Problem to work on
State how many lines in the entries below contain "icon". Write nothing but the number.

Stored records
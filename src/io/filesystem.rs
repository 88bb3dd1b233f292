use super::directory::read_directory;
use crate::entry::FileEntry;
use crate::error::Result;
use std::path::{Path, PathBuf};

/// The filesystem as seen by the core. Everything the core knows about
/// disk state comes through these calls.
pub trait FileSystem {
    fn exists(&self, path: &Path) -> bool;
    fn is_dir(&self, path: &Path) -> bool;
    fn is_file(&self, path: &Path) -> bool;
    fn read_dir(&self, path: &Path, show_hidden: bool) -> Result<Vec<FileEntry>>;

    /// Roots come back unchanged.
    fn parent_of(&self, path: &Path) -> PathBuf {
        match path.parent() {
            Some(parent) if !parent.as_os_str().is_empty() => parent.to_path_buf(),
            _ => path.to_path_buf(),
        }
    }
}

#[derive(Clone, Copy, Debug, Default)]
pub struct LocalFs;

impl FileSystem for LocalFs {
    fn exists(&self, path: &Path) -> bool {
        path.exists()
    }

    fn is_dir(&self, path: &Path) -> bool {
        path.is_dir()
    }

    fn is_file(&self, path: &Path) -> bool {
        path.is_file()
    }

    fn read_dir(&self, path: &Path, show_hidden: bool) -> Result<Vec<FileEntry>> {
        Ok(read_directory(path, show_hidden)?)
    }
}
use std::fs;
use std::path::PathBuf;
use std::time::SystemTime;

/// One row of a directory listing.
#[derive(Clone, Debug)]
pub struct FileEntry {
    pub path: PathBuf,
    pub name: String,
    pub is_dir: bool,
    pub is_symlink: bool,
    pub size: u64,
    pub modified: SystemTime,
}

impl FileEntry {
    pub fn from_path(path: PathBuf) -> Option<Self> {
        let symlink_meta = fs::symlink_metadata(&path).ok()?;
        let is_symlink = symlink_meta.is_symlink();

        let name = path.file_name()?.to_string_lossy().to_string();

        // Broken links still show up, as plain files.
        let metadata = fs::metadata(&path).ok();
        let is_dir = metadata.as_ref().map(|m| m.is_dir()).unwrap_or(false);
        let size = metadata.as_ref().map(|m| m.len()).unwrap_or(0);
        let modified = metadata
            .as_ref()
            .and_then(|m| m.modified().ok())
            .or_else(|| symlink_meta.modified().ok())
            .unwrap_or(SystemTime::UNIX_EPOCH);

        Some(Self {
            path,
            name,
            is_dir,
            is_symlink,
            size,
            modified,
        })
    }

    pub fn is_hidden(&self) -> bool {
        self.name.starts_with('.')
    }

    pub fn icon(&self) -> &'static str {
        if self.is_dir {
            "📁"
        } else {
            "📄"
        }
    }

    pub fn display_name(&self) -> String {
        if self.is_symlink {
            format!("{} \u{2192}", self.name)
        } else {
            self.name.clone()
        }
    }
}

#[cfg(test)]
mod tests {
    use super::*;

    #[test]
    fn test_from_path_reads_metadata() {
        let dir = tempfile::tempdir().unwrap();
        let file = dir.path().join("notes.txt");
        fs::write(&file, b"hello").unwrap();

        let entry = FileEntry::from_path(file.clone()).unwrap();
        assert_eq!(entry.name, "notes.txt");
        assert!(!entry.is_dir);
        assert_eq!(entry.size, 5);
        assert_eq!(entry.icon(), "📄");

        let dir_entry = FileEntry::from_path(dir.path().to_path_buf()).unwrap();
        assert!(dir_entry.is_dir);
    }

    #[test]
    fn test_missing_path_has_no_entry() {
        let dir = tempfile::tempdir().unwrap();
        assert!(FileEntry::from_path(dir.path().join("nope")).is_none());
    }

    #[test]
    fn test_hidden_detection() {
        let dir = tempfile::tempdir().unwrap();
        let file = dir.path().join(".profile");
        fs::write(&file, b"").unwrap();
        assert!(FileEntry::from_path(file).unwrap().is_hidden());
    }
}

Reply to the exercise
2